Material provided:
########################################
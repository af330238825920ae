use std::io::{self, Write as _};
use std::path::Path;

use crate::analysis::plan_for_weapon;
use crate::data::dataset::{
    load_dataset, resolve_dataset_path, Dataset, DatasetError, DEFAULT_DATASET_PATH,
};
use crate::data::import::import_workbook;
use crate::data::profile::{load_profile, AnalysisProfile, DEFAULT_PROFILE_PATH};
use crate::data::registry::DataRegistry;
use crate::data::validate::validate_dataset;
use crate::data::workbook::{is_workbook_path, load_workbook};
use crate::report::{
    render_plan, render_weapon_list, render_zone_list, sanitize_min_stars, write_plan_csv,
    DisplayOptions,
};

#[derive(Debug, Clone, Copy, PartialEq, Eq)]
pub enum Command {
    Analyze,
    List,
    Zones,
    Import,
    Validate,
    Shell,
}

pub fn parse_command(args: &[String]) -> Option<Command> {
    match args.get(1).map(String::as_str) {
        Some("analyze") => Some(Command::Analyze),
        Some("list") => Some(Command::List),
        Some("zones") => Some(Command::Zones),
        Some("import") => Some(Command::Import),
        Some("validate") => Some(Command::Validate),
        Some("shell") => Some(Command::Shell),
        _ => None,
    }
}

pub fn run_with_args(args: &[String]) -> i32 {
    let rest: &[String] = args.get(2..).unwrap_or(&[]);
    match parse_command(args) {
        Some(Command::Analyze) => handle_analyze(rest),
        Some(Command::List) => handle_list(rest),
        Some(Command::Zones) => handle_zones(rest),
        Some(Command::Import) => handle_import(rest),
        Some(Command::Validate) => handle_validate(rest),
        Some(Command::Shell) => handle_shell(rest),
        None => {
            eprintln!("usage: dropsight <analyze|list|zones|import|validate|shell>");
            2
        }
    }
}

#[derive(Debug, Clone, Default, PartialEq, Eq)]
struct CommandFlags {
    data: Option<String>,
    output: Option<String>,
    min_stars: Option<u8>,
    no_stars: bool,
    classes: bool,
    csv: bool,
    json: bool,
}

fn parse_flags(rest: &[String]) -> Result<(Vec<String>, CommandFlags), String> {
    let mut positionals = Vec::new();
    let mut flags = CommandFlags::default();
    let mut iter = rest.iter();
    while let Some(arg) = iter.next() {
        match arg.as_str() {
            "--data" => flags.data = Some(take_value(&mut iter, "--data")?),
            "--output" => flags.output = Some(take_value(&mut iter, "--output")?),
            "--min-stars" => {
                let raw = take_value(&mut iter, "--min-stars")?;
                match raw.parse::<u8>() {
                    Ok(value) => flags.min_stars = Some(value),
                    Err(_) => {
                        eprintln!("invalid --min-stars '{raw}', using the configured default")
                    }
                }
            }
            "--no-stars" => flags.no_stars = true,
            "--classes" => flags.classes = true,
            "--csv" => flags.csv = true,
            "--json" => flags.json = true,
            other if other.starts_with("--") => return Err(format!("unknown flag '{other}'")),
            _ => positionals.push(arg.clone()),
        }
    }
    Ok((positionals, flags))
}

fn take_value(iter: &mut std::slice::Iter<'_, String>, flag: &str) -> Result<String, String> {
    iter.next()
        .cloned()
        .ok_or_else(|| format!("{flag} requires a value"))
}

/// Load a dataset from either a workbook or the canonical JSON, reporting
/// skipped sheets on stderr.
fn load_dataset_reporting(path: &str) -> Result<Dataset, DatasetError> {
    let path = Path::new(path);
    if is_workbook_path(path) {
        let load = load_workbook(path)?;
        for skipped in &load.skipped {
            eprintln!(
                "warning: skipping sheet '{}': {}",
                skipped.sheet, skipped.reason
            );
        }
        if load.dataset.zones.is_empty() {
            eprintln!("warning: workbook has no zone sheets");
        }
        Ok(load.dataset)
    } else {
        load_dataset(path)
    }
}

fn display_options(profile: &AnalysisProfile, flags: &CommandFlags) -> DisplayOptions {
    let mut options = DisplayOptions::from_profile(profile);
    if let Some(min_stars) = flags.min_stars {
        options.min_stars = min_stars;
    }
    let (min_stars, adjusted) = sanitize_min_stars(options.min_stars);
    if adjusted {
        eprintln!(
            "invalid minimum star rating {}, defaulting to {min_stars}",
            options.min_stars
        );
    }
    options.min_stars = min_stars;
    if flags.no_stars {
        options.show_stars = false;
    }
    if flags.classes {
        options.show_classes = true;
    }
    options
}

fn handle_analyze(rest: &[String]) -> i32 {
    let (positionals, flags) = match parse_flags(rest) {
        Ok(parsed) => parsed,
        Err(message) => {
            eprintln!("{message}");
            return analyze_usage();
        }
    };

    let profile = load_profile(DEFAULT_PROFILE_PATH);
    let target = if positionals.is_empty() {
        profile.target_weapon.clone()
    } else {
        Some(positionals.join(" "))
    };
    let Some(target) = target else {
        return analyze_usage();
    };

    let options = display_options(&profile, &flags);
    let dataset = match load_dataset_reporting(&resolve_dataset_path(flags.data.as_deref())) {
        Ok(dataset) => dataset,
        Err(err) => {
            eprintln!("{err}");
            return 1;
        }
    };
    let registry = DataRegistry::new(dataset);

    let plan = match plan_for_weapon(&registry, &target) {
        Ok(plan) => plan,
        Err(err) => {
            eprintln!("{err}");
            eprintln!("run 'dropsight list' to see the catalog");
            return 1;
        }
    };

    if flags.csv {
        if let Err(err) = write_plan_csv(&plan, &options, io::stdout()) {
            eprintln!("failed to write csv: {err}");
            return 1;
        }
    } else if flags.json {
        match serde_json::to_string_pretty(&plan) {
            Ok(payload) => println!("{payload}"),
            Err(err) => {
                eprintln!("failed to serialize plan: {err}");
                return 1;
            }
        }
    } else {
        print!("{}", render_plan(&plan, &options));
    }
    0
}

fn analyze_usage() -> i32 {
    eprintln!(
        "usage: dropsight analyze <weapon> [--data PATH] [--min-stars N] [--no-stars] [--classes] [--csv] [--json]"
    );
    2
}

fn handle_list(rest: &[String]) -> i32 {
    let flags = match parse_flags(rest) {
        Ok((_, flags)) => flags,
        Err(message) => {
            eprintln!("{message}");
            eprintln!("usage: dropsight list [--data PATH]");
            return 2;
        }
    };
    match load_dataset_reporting(&resolve_dataset_path(flags.data.as_deref())) {
        Ok(dataset) => {
            print!("{}", render_weapon_list(&dataset));
            0
        }
        Err(err) => {
            eprintln!("{err}");
            1
        }
    }
}

fn handle_zones(rest: &[String]) -> i32 {
    let flags = match parse_flags(rest) {
        Ok((_, flags)) => flags,
        Err(message) => {
            eprintln!("{message}");
            eprintln!("usage: dropsight zones [--data PATH]");
            return 2;
        }
    };
    match load_dataset_reporting(&resolve_dataset_path(flags.data.as_deref())) {
        Ok(dataset) => {
            print!("{}", render_zone_list(&dataset));
            0
        }
        Err(err) => {
            eprintln!("{err}");
            1
        }
    }
}

fn handle_import(rest: &[String]) -> i32 {
    let (positionals, flags) = match parse_flags(rest) {
        Ok(parsed) => parsed,
        Err(message) => {
            eprintln!("{message}");
            return import_usage();
        }
    };
    let Some(source) = positionals.first() else {
        return import_usage();
    };
    let output = flags
        .output
        .unwrap_or_else(|| DEFAULT_DATASET_PATH.to_string());

    match import_workbook(Path::new(source), Path::new(&output)) {
        Ok(report) => {
            for skipped in &report.skipped_sheets {
                eprintln!(
                    "warning: skipped sheet '{}': {}",
                    skipped.sheet, skipped.reason
                );
            }
            if report.incomplete_weapons > 0 {
                eprintln!(
                    "warning: {} weapon(s) have incomplete affixes",
                    report.incomplete_weapons
                );
            }
            println!(
                "import complete: weapons={}, zones={}, output='{}'",
                report.weapon_count, report.zone_count, report.output_path
            );
            0
        }
        Err(err) => {
            eprintln!("import failed: {err}");
            1
        }
    }
}

fn import_usage() -> i32 {
    eprintln!("usage: dropsight import <workbook.xlsx> [--output PATH]");
    2
}

fn handle_validate(rest: &[String]) -> i32 {
    let flags = match parse_flags(rest) {
        Ok((_, flags)) => flags,
        Err(message) => {
            eprintln!("{message}");
            eprintln!("usage: dropsight validate [--data PATH]");
            return 2;
        }
    };
    let path = resolve_dataset_path(flags.data.as_deref());
    let dataset = match load_dataset_reporting(&path) {
        Ok(dataset) => dataset,
        Err(err) => {
            eprintln!("{err}");
            return 1;
        }
    };

    let report = validate_dataset(&dataset);
    for diagnostic in &report.diagnostics {
        eprintln!(
            "- {} {}: {}",
            diagnostic.severity, diagnostic.context, diagnostic.message
        );
    }
    if report.has_errors() {
        eprintln!(
            "validation failed: {} issue(s)",
            report.diagnostics.len()
        );
        1
    } else {
        println!("validation passed: {path}");
        0
    }
}

fn handle_shell(rest: &[String]) -> i32 {
    let flags = match parse_flags(rest) {
        Ok((_, flags)) => flags,
        Err(message) => {
            eprintln!("{message}");
            eprintln!("usage: dropsight shell [--data PATH]");
            return 2;
        }
    };
    let profile = load_profile(DEFAULT_PROFILE_PATH);
    let options = display_options(&profile, &flags);
    let dataset = match load_dataset_reporting(&resolve_dataset_path(flags.data.as_deref())) {
        Ok(dataset) => dataset,
        Err(err) => {
            eprintln!("{err}");
            return 1;
        }
    };
    let registry = DataRegistry::new(dataset);

    println!(
        "{} weapons and {} zones loaded",
        registry.weapons().len(),
        registry.zones().len()
    );
    println!("type a weapon name to analyze, 'list' for the catalog, 'q' to quit");

    let stdin = io::stdin();
    let mut input = String::new();
    loop {
        print!("\nweapon> ");
        let _ = io::stdout().flush();
        input.clear();
        match stdin.read_line(&mut input) {
            Ok(0) => break,
            Ok(_) => {}
            Err(err) => {
                eprintln!("input error: {err}");
                return 1;
            }
        }
        let line = input.trim();
        if line.is_empty() {
            continue;
        }
        if line.eq_ignore_ascii_case("q") || line.eq_ignore_ascii_case("quit") {
            break;
        }
        if line.eq_ignore_ascii_case("list") {
            print!("{}", render_weapon_list(registry.dataset()));
            continue;
        }
        match plan_for_weapon(&registry, line) {
            Ok(plan) => print!("{}", render_plan(&plan, &options)),
            Err(err) => {
                eprintln!("{err}");
                eprintln!("type 'list' to see the catalog");
            }
        }
    }
    0
}

#[cfg(test)]
mod tests {
    use super::*;

    fn args(parts: &[&str]) -> Vec<String> {
        parts.iter().map(|s| s.to_string()).collect()
    }

    #[test]
    fn parses_known_commands() {
        assert_eq!(
            parse_command(&args(&["dropsight", "analyze"])),
            Some(Command::Analyze)
        );
        assert_eq!(
            parse_command(&args(&["dropsight", "shell"])),
            Some(Command::Shell)
        );
        assert_eq!(parse_command(&args(&["dropsight", "nope"])), None);
        assert_eq!(parse_command(&args(&["dropsight"])), None);
    }

    #[test]
    fn flags_split_from_positionals() {
        let rest = args(&[
            "Sun", "Fall", "--data", "drops.xlsx", "--min-stars", "4", "--classes",
        ]);
        let (positionals, flags) = parse_flags(&rest).unwrap();
        assert_eq!(positionals, vec!["Sun", "Fall"]);
        assert_eq!(flags.data.as_deref(), Some("drops.xlsx"));
        assert_eq!(flags.min_stars, Some(4));
        assert!(flags.classes);
        assert!(!flags.csv);
    }

    #[test]
    fn unknown_flag_is_rejected() {
        assert!(parse_flags(&args(&["--wat"])).is_err());
        assert!(parse_flags(&args(&["--data"])).is_err());
    }
}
########################################
Required action: Lines from the entries that contain the string "iter" must be found and copied.

Task output:
    let mut iter = rest.iter();
    while let Some(arg) = iter.next() {
            "--data" => flags.data = Some(take_value(&mut iter, "--data")?),
            "--output" => flags.output = Some(take_value(&mut iter, "--output")?),
                let raw = take_value(&mut iter, "--min-stars")?;
fn take_value(iter: &mut std::slice::Iter<'_, String>, flag: &str) -> Result<String, String> {
    iter.next()
        parts.iter().map(|s| s.to_string()).collect()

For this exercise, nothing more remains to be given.